Over the past two decades — a period that coincides with the imposition of sanctions by the United States of America, the UK and the European Union bloc — the economy has been unremittingly declining, and with it the infrastructure and general living standards.

A country report produced by the World Bank in March 2011, indicated that Zimbabwe probably needed to invest an incredible fortune every year to clear its infrastructure backlog.

“Addressing Zimbabwe’s infrastructure challenges will require sustained expenditure of almost US$2 billion per year over the next decade, with heavy emphasis on rehabilitation; more than half is needed for the power sector.
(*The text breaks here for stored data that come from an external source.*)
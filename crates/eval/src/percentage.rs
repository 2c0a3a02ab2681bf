//! Incentive rate resolution.
//!
//! Rates are resolved in four tiers. The first three are exclusive, the
//! first match wins:
//!
//! 1. special-case overrides (building subcategory, small municipality),
//! 2. climate-zone rules, opaque-envelope insulation only,
//! 3. the base table, intervention × subject.
//!
//! Tier 4 adds premium increments on top of whichever rate fired, capped at
//! the intervention's policy maximum. An override is never reduced by that
//! maximum.

use std::collections::BTreeSet;

use rust_decimal::Decimal;
use tracing::debug;

use crate::numeric::{cap_rate, percent};
use crate::types::{
    BuildingSubcategory, ClimateZone, Context, InterventionFamily, InterventionId,
    InterventionParams, PercentageResult, PremiumId, PremiumIncrement, PvRegistry, SubjectType,
};

// ──────────────────────────────────────────────
// Tier 1: overrides
// ──────────────────────────────────────────────

#[derive(Debug, Clone, Copy)]
enum Scope {
    Only(&'static [InterventionId]),
    Family(InterventionFamily),
}

impl Scope {
    fn contains(&self, id: InterventionId) -> bool {
        match self {
            Scope::Only(ids) => ids.contains(&id),
            Scope::Family(family) => id.family() == *family,
        }
    }
}

#[derive(Debug, Clone, Copy)]
enum Condition {
    Subcategory(&'static [BuildingSubcategory]),
    SmallMunicipalityBuilding,
}

impl Condition {
    fn holds(&self, ctx: &Context) -> bool {
        match self {
            Condition::Subcategory(allowed) => ctx
                .building_subcategory
                .map(|sub| allowed.contains(&sub))
                .unwrap_or(false),
            Condition::SmallMunicipalityBuilding => ctx.municipality.small_municipality_building(),
        }
    }
}

#[derive(Debug, Clone, Copy)]
struct OverrideRule {
    scope: Scope,
    condition: Condition,
    rate: Decimal,
    description: &'static str,
}

const OVERRIDES: &[OverrideRule] = &[
    OverrideRule {
        scope: Scope::Only(&[InterventionId::EvCharging]),
        condition: Condition::Subcategory(&[BuildingSubcategory::Scuola]),
        rate: Decimal::ONE,
        description: "edificio scolastico pubblico: ricarica veicoli incentivata al 100%",
    },
    OverrideRule {
        scope: Scope::Only(&[InterventionId::EvCharging, InterventionId::PhotovoltaicStorage]),
        condition: Condition::SmallMunicipalityBuilding,
        rate: Decimal::ONE,
        description: "edificio di piccolo comune: ricarica e fotovoltaico incentivati al 100%",
    },
    OverrideRule {
        scope: Scope::Family(InterventionFamily::Envelope),
        condition: Condition::Subcategory(&[
            BuildingSubcategory::Scuola,
            BuildingSubcategory::Ospedale,
        ]),
        rate: Decimal::ONE,
        description: "edificio scolastico od ospedaliero pubblico: aliquota 100%",
    },
    OverrideRule {
        scope: Scope::Family(InterventionFamily::Envelope),
        condition: Condition::SmallMunicipalityBuilding,
        rate: Decimal::ONE,
        description: "edificio di piccolo comune: aliquota 100%",
    },
];

/// Overrides apply to public administrations only.
fn find_override(id: InterventionId, operator: SubjectType, ctx: &Context) -> Option<OverrideRule> {
    if operator != SubjectType::PublicAdministration {
        return None;
    }
    OVERRIDES
        .iter()
        .find(|rule| rule.scope.contains(id) && rule.condition.holds(ctx))
        .copied()
}

// ──────────────────────────────────────────────
// Tier 2: climate zone
// ──────────────────────────────────────────────

#[derive(Debug, Clone, Copy)]
struct ZoneRule {
    intervention: InterventionId,
    zones: &'static [ClimateZone],
    rate: Decimal,
}

/// Window replacement is deliberately absent: it never gets the zone bonus.
const ZONE_RULES: &[ZoneRule] = &[ZoneRule {
    intervention: InterventionId::OpaqueInsulation,
    zones: &[ClimateZone::E, ClimateZone::F],
    rate: RATE_50,
}];

fn find_zone_rule(id: InterventionId, zone: Option<ClimateZone>) -> Option<(ZoneRule, ClimateZone)> {
    let zone = zone?;
    ZONE_RULES
        .iter()
        .find(|rule| rule.intervention == id && rule.zones.contains(&zone))
        .map(|rule| (*rule, zone))
}

// ──────────────────────────────────────────────
// Tier 3: base table
// ──────────────────────────────────────────────

const RATE_20: Decimal = Decimal::from_parts(20, 0, 0, false, 2);
const RATE_30: Decimal = Decimal::from_parts(30, 0, 0, false, 2);
const RATE_40: Decimal = Decimal::from_parts(40, 0, 0, false, 2);
const RATE_50: Decimal = Decimal::from_parts(50, 0, 0, false, 2);
const RATE_65: Decimal = Decimal::from_parts(65, 0, 0, false, 2);

/// Base rate, `None` when the subject is not admitted to the intervention.
pub fn base_rate(id: InterventionId, operator: SubjectType) -> Option<Decimal> {
    use InterventionId::*;
    use SubjectType::*;

    match (id, operator) {
        (
            OpaqueInsulation | WindowReplacement | SolarShading | Lighting | BuildingAutomation,
            PrivateIndividual,
        ) => None,
        (
            OpaqueInsulation | WindowReplacement | SolarShading | Lighting | BuildingAutomation,
            _,
        ) => Some(RATE_40),
        (NzebTransformation, PublicAdministration) => Some(RATE_65),
        (NzebTransformation, TertiarySmall | TertiaryMedium | TertiaryLarge) => Some(RATE_50),
        (NzebTransformation, PrivateIndividual) => None,
        (EvCharging, _) => Some(RATE_30),
        (PhotovoltaicStorage, _) => Some(RATE_20),
        (HeatPump | Biomass, _) => Some(RATE_65),
    }
}

// ──────────────────────────────────────────────
// Tier 4: premiums and policy maxima
// ──────────────────────────────────────────────

/// Highest rate reachable through premiums.
pub fn policy_max(id: InterventionId) -> Decimal {
    match id {
        InterventionId::EvCharging => Decimal::from_parts(40, 0, 0, false, 2),
        InterventionId::PhotovoltaicStorage => Decimal::from_parts(35, 0, 0, false, 2),
        _ => RATE_65,
    }
}

/// Nominal increment of `premium` for `id`, `None` when it does not apply.
pub fn premium_increment(premium: PremiumId, id: InterventionId, ctx: &Context) -> Option<Decimal> {
    match premium {
        PremiumId::ComponentiUe => Some(Decimal::from_parts(10, 0, 0, false, 2)),
        PremiumId::AbbinamentoGeneratore => {
            let envelope_work = matches!(
                id,
                InterventionId::OpaqueInsulation | InterventionId::WindowReplacement
            );
            if envelope_work && ctx.includes_generator() {
                Some(Decimal::from_parts(15, 0, 0, false, 2))
            } else {
                None
            }
        }
    }
}

/// Rate bonus for PV modules listed in the technology registry.
pub fn registry_bonus(registry: PvRegistry) -> Decimal {
    match registry {
        PvRegistry::No => Decimal::ZERO,
        PvRegistry::SezioneA => Decimal::from_parts(5, 0, 0, false, 2),
        PvRegistry::SezioneB => Decimal::from_parts(10, 0, 0, false, 2),
        PvRegistry::SezioneC => Decimal::from_parts(15, 0, 0, false, 2),
    }
}

fn registry_label(registry: PvRegistry) -> &'static str {
    match registry {
        PvRegistry::No => "non iscritto",
        PvRegistry::SezioneA => "sezione A",
        PvRegistry::SezioneB => "sezione B",
        PvRegistry::SezioneC => "sezione C",
    }
}

fn premium_label(premium: PremiumId) -> &'static str {
    match premium {
        PremiumId::ComponentiUe => "premio componenti UE",
        PremiumId::AbbinamentoGeneratore => "premio abbinamento generatore",
    }
}

// ──────────────────────────────────────────────
// Resolution
// ──────────────────────────────────────────────

/// Resolve the incentive rate of one intervention.
///
/// Never fails: a subject not admitted to the intervention resolves to a
/// rate of zero, and `p_desc` says so.
pub fn determine_percentage(
    premiums: &BTreeSet<PremiumId>,
    params: &InterventionParams,
    operator: SubjectType,
    ctx: &Context,
    id: InterventionId,
) -> PercentageResult {
    let (rate, mut desc, ceiling) = if let Some(rule) = find_override(id, operator, ctx) {
        debug!(intervention = %id, rate = %rule.rate, "override rule fired");
        (rule.rate, rule.description.to_string(), rule.rate)
    } else {
        let Some(base) = base_rate(id, operator) else {
            debug!(intervention = %id, subject = %operator, "subject not admitted");
            return PercentageResult::not_admitted(format!(
                "intervento {} non ammesso per soggetto {}",
                id.key(),
                operator
            ));
        };
        match find_zone_rule(id, params.zone()) {
            Some((rule, zone)) => {
                debug!(intervention = %id, %zone, rate = %rule.rate, "climate zone rule fired");
                (
                    rule.rate,
                    format!(
                        "zona climatica {}: {} al {}",
                        zone,
                        id.label(),
                        percent(rule.rate)
                    ),
                    policy_max(id),
                )
            }
            None => {
                debug!(intervention = %id, subject = %operator, rate = %base, "base rate");
                (
                    base,
                    format!(
                        "aliquota base {} per {} ({})",
                        percent(base),
                        id.label(),
                        operator
                    ),
                    policy_max(id),
                )
            }
        }
    };

    let ceiling = ceiling.max(rate);
    let mut headroom = cap_rate(ceiling - rate, Decimal::ONE - rate);
    let mut p = rate;

    if let InterventionParams::Photovoltaic(pv) = params {
        if id == InterventionId::PhotovoltaicStorage && pv.registro != PvRegistry::No {
            let bonus = registry_bonus(pv.registro).min(headroom);
            headroom -= bonus;
            p += bonus;
            desc.push_str(&format!(
                " + registro FV {} (+{})",
                registry_label(pv.registro),
                percent(bonus)
            ));
        }
    }

    let mut applied = Vec::new();
    for premium in premiums {
        let Some(nominal) = premium_increment(*premium, id, ctx) else {
            continue;
        };
        let increment = nominal.min(headroom);
        if increment.is_zero() {
            desc.push_str(&format!(
                " ({} assorbito dal massimo {})",
                premium_label(*premium),
                percent(ceiling)
            ));
            continue;
        }
        headroom -= increment;
        p += increment;
        desc.push_str(&format!(
            " + {} (+{})",
            premium_label(*premium),
            percent(increment)
        ));
        applied.push(PremiumIncrement {
            premium: *premium,
            increment,
        });
    }

    PercentageResult {
        p: cap_rate(p, ceiling),
        p_desc: desc,
        premiums: applied,
    }
}

// ──────────────────────────────────────────────
// Tests
// ──────────────────────────────────────────────
//! Conto Termico incentive rules engine -- resolves incentive rates,
//! ceilings and payable amounts for energy-efficiency interventions.
//!
//! The engine is pure: every operation is a deterministic function of its
//! inputs, with no I/O and no shared state. Amounts are `rust_decimal`
//! values rounded to cents.
//!
//! Entry points:
//! * [`evaluate`] / [`explain`]: one intervention, with or without the
//!   narrated derivation,
//! * [`calculate_combined_incentives`]: a whole selection,
//! * [`InterventionRegistry`]: the same, addressed by key.

pub mod ceiling;
pub mod combined;
pub mod interventions;
pub mod numeric;
pub mod percentage;
pub mod pump;
pub mod trace;
pub mod types;

pub use ceiling::massimale_soggetto;
pub use combined::calculate_combined_incentives;
pub use interventions::{evaluate, explain, InterventionRegistry};
pub use percentage::determine_percentage;
pub use pump::{detect_pump_flags, PumpFlags};
pub use types::{
    CombinedResult, Context, EngineError, EvaluationResult, ExplainResult, InterventionId,
    InterventionParams, PercentageResult, PremiumId, SubjectType,
};
use tracing_subscriber::filter::ParseError;
use tracing_subscriber::EnvFilter;

#[derive(Debug, thiserror::Error)]
pub enum TelemetryError {
    #[error("invalid log level/filter '{value}': unable to build EnvFilter")]
    EnvFilter {
        value: String,
        #[source]
        source: ParseError,
    },
    #[error("telemetry error: {0}")]
    Subscriber(#[source] Box<dyn std::error::Error + Send + Sync>),
}

/// Install the global subscriber. `RUST_LOG` wins over `log_level`.
///
/// Logs go to stderr so that stdout only carries command output.
pub fn init(log_level: &str) -> Result<(), TelemetryError> {
    let env_filter = match EnvFilter::try_from_default_env() {
        Ok(filter) => filter,
        Err(_) => EnvFilter::try_new(log_level).map_err(|source| TelemetryError::EnvFilter {
            value: log_level.to_string(),
            source,
        })?,
    };

    tracing_subscriber::fmt()
        .with_env_filter(env_filter)
        .with_target(false)
        .compact()
        .with_ansi(false)
        .with_writer(std::io::stderr)
        .try_init()
        .map_err(TelemetryError::Subscriber)
}
//! Money and rate arithmetic using `rust_decimal`.
//!
//! Amounts are rounded to cents with `RoundingStrategy::MidpointNearestEven`.
//! Rates are kept exact. No `f64` anywhere in the evaluation path.
//! Arithmetic saturates instead of panicking: out-of-range inputs are not
//! validated by the engine, but they must never abort an evaluation.

use rust_decimal::Decimal;
use rust_decimal::RoundingStrategy;

/// Number of decimal places kept for money amounts.
pub const CURRENCY_SCALE: u32 = 2;

/// Round an amount to cents.
pub fn round_currency(value: Decimal) -> Decimal {
    value.round_dp_with_strategy(CURRENCY_SCALE, RoundingStrategy::MidpointNearestEven)
}

/// `amount × rate`, rounded to cents.
pub fn apply_rate(amount: Decimal, rate: Decimal) -> Decimal {
    round_currency(amount.saturating_mul(rate))
}

/// `quantity × unit_cost`, unrounded.
pub fn times(quantity: Decimal, unit_cost: Decimal) -> Decimal {
    quantity.saturating_mul(unit_cost)
}

/// Saturating sum of a sequence of amounts.
pub fn sum<I>(values: I) -> Decimal
where
    I: IntoIterator<Item = Decimal>,
{
    values
        .into_iter()
        .fold(Decimal::ZERO, |acc, v| acc.saturating_add(v))
}

/// Clamp a rate into `[0, ceiling]`, never above 1.
pub fn cap_rate(rate: Decimal, ceiling: Decimal) -> Decimal {
    rate.min(ceiling).min(Decimal::ONE).max(Decimal::ZERO)
}

/// `max(0, min(values))`. An empty slice yields zero.
pub fn clamp_min(values: &[Decimal]) -> Decimal {
    values
        .iter()
        .copied()
        .min()
        .unwrap_or(Decimal::ZERO)
        .max(Decimal::ZERO)
}

/// Render a rate as a percentage, e.g. `0.55` → `55%`.
pub fn percent(rate: Decimal) -> String {
    format!("{}%", (rate * Decimal::ONE_HUNDRED).normalize())
}

/// Render an amount with exactly two decimals, e.g. `1200` → `1200.00`.
pub fn money(value: Decimal) -> String {
    let mut rounded = round_currency(value);
    rounded.rescale(CURRENCY_SCALE);
    rounded.to_string()
}

// ──────────────────────────────────────────────
// Tests
// ──────────────────────────────────────────────

#[cfg(test)]
mod tests {
    use super::*;
    use std::str::FromStr;

    fn dec(s: &str) -> Decimal {
        Decimal::from_str(s).unwrap()
    }

    #[test]
    fn rounding_is_bankers() {
        assert_eq!(round_currency(dec("10.125")), dec("10.12"));
        assert_eq!(round_currency(dec("10.135")), dec("10.14"));
        assert_eq!(round_currency(dec("-3.005")), dec("-3.00"));
    }

    #[test]
    fn apply_rate_rounds_to_cents() {
        assert_eq!(apply_rate(dec("12345.67"), dec("0.65")), dec("8024.69"));
        assert_eq!(apply_rate(dec("100000"), dec("0.4")), dec("40000"));
    }

    #[test]
    fn apply_rate_saturates_on_overflow() {
        let huge = Decimal::MAX;
        assert_eq!(apply_rate(huge, dec("2")), round_currency(Decimal::MAX));
    }

    #[test]
    fn sum_of_empty_is_zero() {
        assert_eq!(sum(Vec::new()), Decimal::ZERO);
        assert_eq!(sum(vec![dec("1.10"), dec("2.20")]), dec("3.30"));
    }

    #[test]
    fn cap_rate_bounds() {
        assert_eq!(cap_rate(dec("0.80"), dec("0.65")), dec("0.65"));
        assert_eq!(cap_rate(dec("1.20"), dec("2")), Decimal::ONE);
        assert_eq!(cap_rate(dec("-0.1"), dec("0.65")), Decimal::ZERO);
        assert_eq!(cap_rate(dec("0.40"), dec("0.65")), dec("0.40"));
    }

    #[test]
    fn clamp_min_floors_at_zero() {
        assert_eq!(clamp_min(&[dec("5"), dec("3"), dec("9")]), dec("3"));
        assert_eq!(clamp_min(&[dec("5"), dec("-3")]), Decimal::ZERO);
        assert_eq!(clamp_min(&[]), Decimal::ZERO);
    }

    #[test]
    fn display_helpers() {
        assert_eq!(percent(dec("0.55")), "55%");
        assert_eq!(percent(dec("0.125")), "12.5%");
        assert_eq!(percent(Decimal::ONE), "100%");
        assert_eq!(money(dec("1200")), "1200.00");
        assert_eq!(money(dec("0.005")), "0.00");
    }
}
This overall level of spending would represent 46 percent of gross domestic product (GDP), one of the largest infrastructure burdens for any African country,” read the report in part.

So the odds staked against the election promises made in 2018 were immense, which ordinarily could have made them fanciful, considering sanctions have been making it exceedingly difficult for the Government and the private sector to access cheap lines of credit to sponsor the development agenda.

This makes what we have witnessed, especially over the past four years, impressive, if not miraculous.

Zimbabwe has virtually been turned into a construction site.

Work on modernising Robert Gabriel Mugabe International Airport is advanced, and so, too, is rehabilitation of Beitbridge Border Post.

The expansion of Hwange Power Station to make the country energy secure by adding two new power generating units — Unit 7 and 8 — is progressing well despite disruptions caused by the coronavirus pandemic.

Rehabilitation of the Harare-Beitbridge road to world-class standards, which would make it a key trafficable thoroughfare in the North-South corridor, is also picking up pace.

Dam construction is underway in various parts of the country, with Gwayi-Shangani Dam — expected to be the third-largest man-made inland water body after Tugwi-Mukosi and Lake Mutirikwi upon scheduled completion by year-end — being the crown jewel.

All told, there are many other projects as well, most of which were outlined in the 2018 manifesto, at different stages of implementation.

But what is probably lost to many, is the fact that Zimbabwe has had to do all these projects, and more, at a time when it cannot access international lines of credit and has had to jump through countless hoops such as two successive drought seasons and the fallout from both Cyclone Idai and now the coronavirus.

Treasury has had to fork out $138 billion, which is about 33 percent of the 2021 Budget, to finance infrastructure projects.

Doing so and still maintaining healthy finances is quite astounding.

Perhaps the biggest promise that has materialised is making the country food secure by growing enough maize and wheat to meet local demand.

It must not be forgotten that agriculture is a key economic enabler as a supplier of raw materials to industry and employer to many people, especially in rural areas.

Against the background of such roaring success, it is, therefore, not surprising why President Mnangagwa told the 19th ZANU PF National People’s Conference in Bindura last week that the ruling party should be proud of some of the key milestones it has achieved thus far.

“The party should stand tall and proud that we are well on course to realising the promises we made,” he said, “President and First Secretary, it is my expectation that the conference will further give impetus to the party to emerge stronger, united and result-oriented.”

While a great deal  has been achieved, a lot more still needs to be done to extricate the country from more than 20 years of “arrested development”.

Clearly, Zanu PF has to stay the course and double down to ensure the current economic growth trajectory is sustained as a vehicle to establish the prosperous society envisaged by Vision 2030.